Early examples of Turkification

edit

By 750, the Turkification of Kashgar by the Qarluq Turks was underway. The Qarluqs were ancestors of the Karakhanids, who also Islamized the population.[2] The Iranian language of Khwarezm, a Central Asian oasis region, eventually died out as a result of Turkification.[10]

Turkification of Central Asia

edit

The current population of Central Asia is the result of the long and complex process that started at least 1,400 years ago. Today this region consists of mainly Turkic ethnic groups, barring Persian-speaking Tajiks, although centuries ago its native inhabitants were Iranian peoples.[1] Turkification of the native Iranian population of Central Asia[note 1] began by the 6th century A.D. partly due to migration of Turkic tribes from Inner Asia. The process of Turkification of Central Asia, besides those parts that constitute the territory of present-day Tajikistan and parts of Uzbekistan with a majority Tajik population, accelerated with the Mongol conquest of Central Asia.[note 2][11] Mahmud al-Kashgari writes that the people who lived between Bukhara and Samarkand were Turkified Sogdians, whom he refers to as “Sogdak”.[12]

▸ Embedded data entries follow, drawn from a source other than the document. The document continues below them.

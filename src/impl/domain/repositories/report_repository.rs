use async_trait::async_trait;
use fractic_server_error::ServerError;

use crate::entities::{IncomeStatement, ReportViewConfig};

#[async_trait]
pub trait ReportRepository: Send + Sync {
    fn income_statement_from_string(&self, json: &str) -> Result<IncomeStatement, ServerError>;

    async fn income_statement_from_file<P>(&self, path: P) -> Result<IncomeStatement, ServerError>
    where
        P: AsRef<std::path::Path> + Send;

    fn view_config_from_string(&self, ron: &str) -> Result<ReportViewConfig, ServerError>;

    async fn view_config_from_file<P>(&self, path: P) -> Result<ReportViewConfig, ServerError>
    where
        P: AsRef<std::path::Path> + Send;
}
use fractic_server_error::{define_client_error, define_internal_error};

// IO-related.
define_client_error!(ReadError, "Error reading file.");

// Parsing-related.
define_client_error!(InvalidJson, "Invalid {json_type} (invalid JSON format).", { json_type: &str });
define_client_error!(InvalidRon, "Invalid {ron_type} (invalid RON format).", { ron_type: &str });
define_client_error!(InvalidIsoDate, "Invalid ISO date: {date}.", { date: &str });
define_client_error!(InvalidIsoCurrencyCode, "Invalid ISO currency code: {code}.", { code: &str });

// Report-related.
define_client_error!(
    DuplicateRowKey,
    "Row key '{key}' appears more than once in the report tree. Row keys must be unique across the whole tree, since expansion state is keyed by row.",
    { key: &str }
);

// Export-related.
define_internal_error!(CsvWriteError, "Failed to write CSV export: {details}.", { details: &str });
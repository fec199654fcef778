use async_trait::async_trait;
use fractic_server_error::ServerError;

use crate::{
    data::models::income_statement_model::IncomeStatementModel,
    entities::IncomeStatement,
    errors::{InvalidJson, ReadError},
};

#[async_trait]
pub(crate) trait IncomeStatementJsonDatasource: Send + Sync {
    fn from_string(&self, s: &str) -> Result<IncomeStatement, ServerError>;

    async fn from_file<P>(&self, path: P) -> Result<IncomeStatement, ServerError>
    where
        P: AsRef<std::path::Path> + Send;
}

pub(crate) struct IncomeStatementJsonDatasourceImpl;

impl IncomeStatementJsonDatasourceImpl {
    pub(crate) fn new() -> Self {
        Self
    }
}

#[async_trait]
impl IncomeStatementJsonDatasource for IncomeStatementJsonDatasourceImpl {
    fn from_string(&self, s: &str) -> Result<IncomeStatement, ServerError> {
        let model: IncomeStatementModel = serde_json::from_str(s)
            .map_err(|e| InvalidJson::with_debug("IncomeStatement", &e))?;
        tracing::debug!(
            periods = model.periods.len(),
            period_meta = model.period_meta.len(),
            rows = model.rows.len(),
            flat = model.flat.len(),
            "parsed income statement"
        );
        Ok(model.into())
    }

    async fn from_file<P>(&self, path: P) -> Result<IncomeStatement, ServerError>
    where
        P: AsRef<std::path::Path> + Send,
    {
        let s = tokio::fs::read_to_string(path)
            .await
            .map_err(|e| ReadError::with_debug(&e))?;
        self.from_string(&s)
    }
}

#[cfg(test)]
mod tests {
    use chrono::NaiveDate;

    use super::*;

    const RESPONSE: &str = r#"{
        "periods": ["Jan 2026", "Feb 2026"],
        "period_meta": [
            {"label": "Jan 2026", "start": "2026-01-01", "end": "2026-01-31"},
            {"label": "Feb 2026", "start": "2026-02-01", "end": "2026-02-28"}
        ],
        "rows": [
            {
                "key": "revenue",
                "label": "REVENUE",
                "amounts": ["100.00", "50.00"],
                "total": "150.00",
                "children": [
                    {"key": "account-1", "label": "4000 – Sales", "amounts": ["100.00", "50.00"], "total": "150.00"}
                ]
            },
            {"key": "cogs", "label": "COGS", "amounts": ["0", "0"], "total": "0"}
        ],
        "flat": [
            {"path": "REVENUE", "amounts": ["100.00", "50.00"], "total": "150.00"},
            {"path": "REVENUE > 4000 – Sales", "amounts": ["100.00", "50.00"], "total": "150.00"}
        ],
        "summary": {"gross_profit": ["100.00", "50.00"], "net_income": ["100.00", "50.00"]}
    }"#;

    #[test]
    fn parses_backend_response() {
        let statement = IncomeStatementJsonDatasourceImpl::new()
            .from_string(RESPONSE)
            .unwrap();
        assert_eq!(
            statement.period_labels().collect::<Vec<_>>(),
            vec!["Jan 2026", "Feb 2026"]
        );
        assert_eq!(
            statement.period_meta[1].end,
            NaiveDate::from_ymd_opt(2026, 2, 28).unwrap()
        );
        assert_eq!(statement.rows.len(), 2);
        assert_eq!(statement.rows[0].children[0].key, "account-1");
        assert!(statement.rows[1].children.is_empty());
        assert_eq!(statement.flat.len(), 2);
        assert_eq!(statement.summary.net_income, vec!["100.00", "50.00"]);
    }

    #[test]
    fn rejects_malformed_json() {
        let result = IncomeStatementJsonDatasourceImpl::new().from_string("{\"periods\": [");
        assert!(result.is_err());
    }

    #[test]
    fn rejects_invalid_period_dates() {
        let s = RESPONSE.replace("2026-02-28", "2026-02-30");
        assert!(IncomeStatementJsonDatasourceImpl::new()
            .from_string(&s)
            .is_err());
    }

    #[test]
    fn column_labels_come_from_periods_not_meta() {
        let s = RESPONSE
            .replace(r#""label": "Jan 2026""#, r#""label": "2026-01""#)
            .replace(r#""label": "Feb 2026""#, r#""label": "2026-02""#);
        let statement = IncomeStatementJsonDatasourceImpl::new()
            .from_string(&s)
            .unwrap();
        assert_eq!(
            statement.period_labels().collect::<Vec<_>>(),
            vec!["Jan 2026", "Feb 2026"]
        );
        assert_eq!(statement.period_meta[0].label, "2026-01");
    }

    #[test]
    fn accepts_period_meta_of_a_different_length() {
        let s = RESPONSE.replace(r#"["Jan 2026", "Feb 2026"]"#, r#"["Jan 2026"]"#);
        let statement = IncomeStatementJsonDatasourceImpl::new()
            .from_string(&s)
            .unwrap();
        assert_eq!(statement.period_labels().collect::<Vec<_>>(), vec!["Jan 2026"]);
        assert_eq!(statement.period_meta.len(), 2);
    }

    #[tokio::test]
    async fn missing_file_is_read_error() {
        let result = IncomeStatementJsonDatasourceImpl::new()
            .from_file("/nonexistent/income-statement.json")
            .await;
        assert!(result.is_err());
    }
}
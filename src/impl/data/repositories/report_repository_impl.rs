use async_trait::async_trait;
use fractic_server_error::ServerError;

use crate::{
    data::datasources::{
        income_statement_json_datasource::{
            IncomeStatementJsonDatasource, IncomeStatementJsonDatasourceImpl,
        },
        view_config_ron_datasource::{ViewConfigRonDatasource, ViewConfigRonDatasourceImpl},
    },
    domain::repositories::report_repository::ReportRepository,
    entities::{IncomeStatement, ReportViewConfig},
};

pub(crate) struct ReportRepositoryImpl<
    DS1 = IncomeStatementJsonDatasourceImpl, // Default.
    DS2 = ViewConfigRonDatasourceImpl,       // Default.
> where
    DS1: IncomeStatementJsonDatasource,
    DS2: ViewConfigRonDatasource,
{
    income_statement_datasource: DS1,
    view_config_datasource: DS2,
}

#[async_trait]
impl<DS1, DS2> ReportRepository for ReportRepositoryImpl<DS1, DS2>
where
    DS1: IncomeStatementJsonDatasource,
    DS2: ViewConfigRonDatasource,
{
    fn income_statement_from_string(&self, json: &str) -> Result<IncomeStatement, ServerError> {
        self.income_statement_datasource.from_string(json)
    }

    async fn income_statement_from_file<P>(&self, path: P) -> Result<IncomeStatement, ServerError>
    where
        P: AsRef<std::path::Path> + Send,
    {
        self.income_statement_datasource.from_file(path).await
    }

    fn view_config_from_string(&self, ron: &str) -> Result<ReportViewConfig, ServerError> {
        self.view_config_datasource.from_string(ron)
    }

    async fn view_config_from_file<P>(&self, path: P) -> Result<ReportViewConfig, ServerError>
    where
        P: AsRef<std::path::Path> + Send,
    {
        self.view_config_datasource.from_file(path).await
    }
}

impl ReportRepositoryImpl {
    pub(crate) fn new() -> Self {
        ReportRepositoryImpl {
            income_statement_datasource: IncomeStatementJsonDatasourceImpl::new(),
            view_config_datasource: ViewConfigRonDatasourceImpl::new(),
        }
    }
}
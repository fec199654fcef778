use crate::entities::{
    FlatLine, IncomeStatement, IncomeStatementRow, IncomeStatementSummary, Period,
};

use super::iso_date_model::ISODateModel;

#[derive(Debug, serde_derive::Deserialize)]
pub(crate) struct PeriodMetaModel {
    pub label: String,
    pub start: ISODateModel,
    pub end: ISODateModel,
}

#[derive(Debug, serde_derive::Deserialize)]
pub(crate) struct IncomeStatementRowModel {
    pub key: String,
    pub label: String,
    pub amounts: Vec<String>,
    pub total: String,
    #[serde(default)]
    pub children: Vec<IncomeStatementRowModel>,
}

#[derive(Debug, serde_derive::Deserialize)]
pub(crate) struct FlatLineModel {
    pub path: String,
    pub amounts: Vec<String>,
    pub total: String,
}

#[derive(Debug, serde_derive::Deserialize)]
pub(crate) struct SummaryModel {
    pub gross_profit: Vec<String>,
    pub net_income: Vec<String>,
}

/// Body of the backend's `reports/income-statement/` response.
#[derive(Debug, serde_derive::Deserialize)]
pub(crate) struct IncomeStatementModel {
    pub periods: Vec<String>,
    pub period_meta: Vec<PeriodMetaModel>,
    pub rows: Vec<IncomeStatementRowModel>,
    pub flat: Vec<FlatLineModel>,
    pub summary: SummaryModel,
}

impl From<IncomeStatementRowModel> for IncomeStatementRow {
    fn from(model: IncomeStatementRowModel) -> Self {
        IncomeStatementRow {
            key: model.key,
            label: model.label,
            amounts: model.amounts,
            total: model.total,
            children: model.children.into_iter().map(Into::into).collect(),
        }
    }
}

impl From<IncomeStatementModel> for IncomeStatement {
    fn from(model: IncomeStatementModel) -> Self {
        IncomeStatement {
            periods: model.periods,
            period_meta: model
                .period_meta
                .into_iter()
                .map(|p| Period {
                    label: p.label,
                    start: p.start.into(),
                    end: p.end.into(),
                })
                .collect(),
            rows: model.rows.into_iter().map(Into::into).collect(),
            flat: model
                .flat
                .into_iter()
                .map(|l| FlatLine {
                    path: l.path,
                    amounts: l.amounts,
                    total: l.total,
                })
                .collect(),
            summary: IncomeStatementSummary {
                gross_profit: model.summary.gross_profit,
                net_income: model.summary.net_income,
            },
        }
    }
}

Tajiks are considered to be the only ethnic group to have survived the process of Turkification in Central Asia. Despite their clear Iranian ethnicity, there are arguments that attempt to denounce Tajiks' Iranian identity, and instead link them with the descendants of Arabs raised in Iran or Turks who have lost their language under the influence of Persian civilization.[1]

Turkification of Azerbaijan

edit

Turkification of the non-Turkic population derives from the Turkic settlements in the area now known as Azerbaijan, which began and accelerated during the Seljuq period.[13] The migration of Oghuz Turks from present-day Turkmenistan, which is attested by linguistic similarity, remained high through the Mongol period, since the bulk of the Ilkhanate troops were Turkic. By the Safavid period, the Turkic nature of Azerbaijan increased with the influence of the Qizilbash, an association of the Turkmen nomadic tribes that was the backbone of the Safavid Empire.[14]

According to Soviet scholars, the Turkification of Azerbaijan was largely completed during the Ilkhanate period. Turkish scholar Faruk Sumer notes three distinct periods in which Turkification took place: Seljuq, Mongol and Post-Mongol (Qara Qoyunlu, Aq Qoyunlu and Safavid). In the first two, Oghuz Turkic tribes advanced or were driven to Anatolia and Arran. In the last period, the Turkic elements in Iran (Oghuz, with lesser admixtures of Uyghur, Qipchaq, Qarluq as well as Turkified Mongols) were joined now by Anatolian Turks migrating back to Iran. This marked the final stage of Turkification.[13]

Turkification of Anatolia

edit
 
Illustration of the registration of Christian boys for the devşirme. Ottoman miniature painting, 1558.[15]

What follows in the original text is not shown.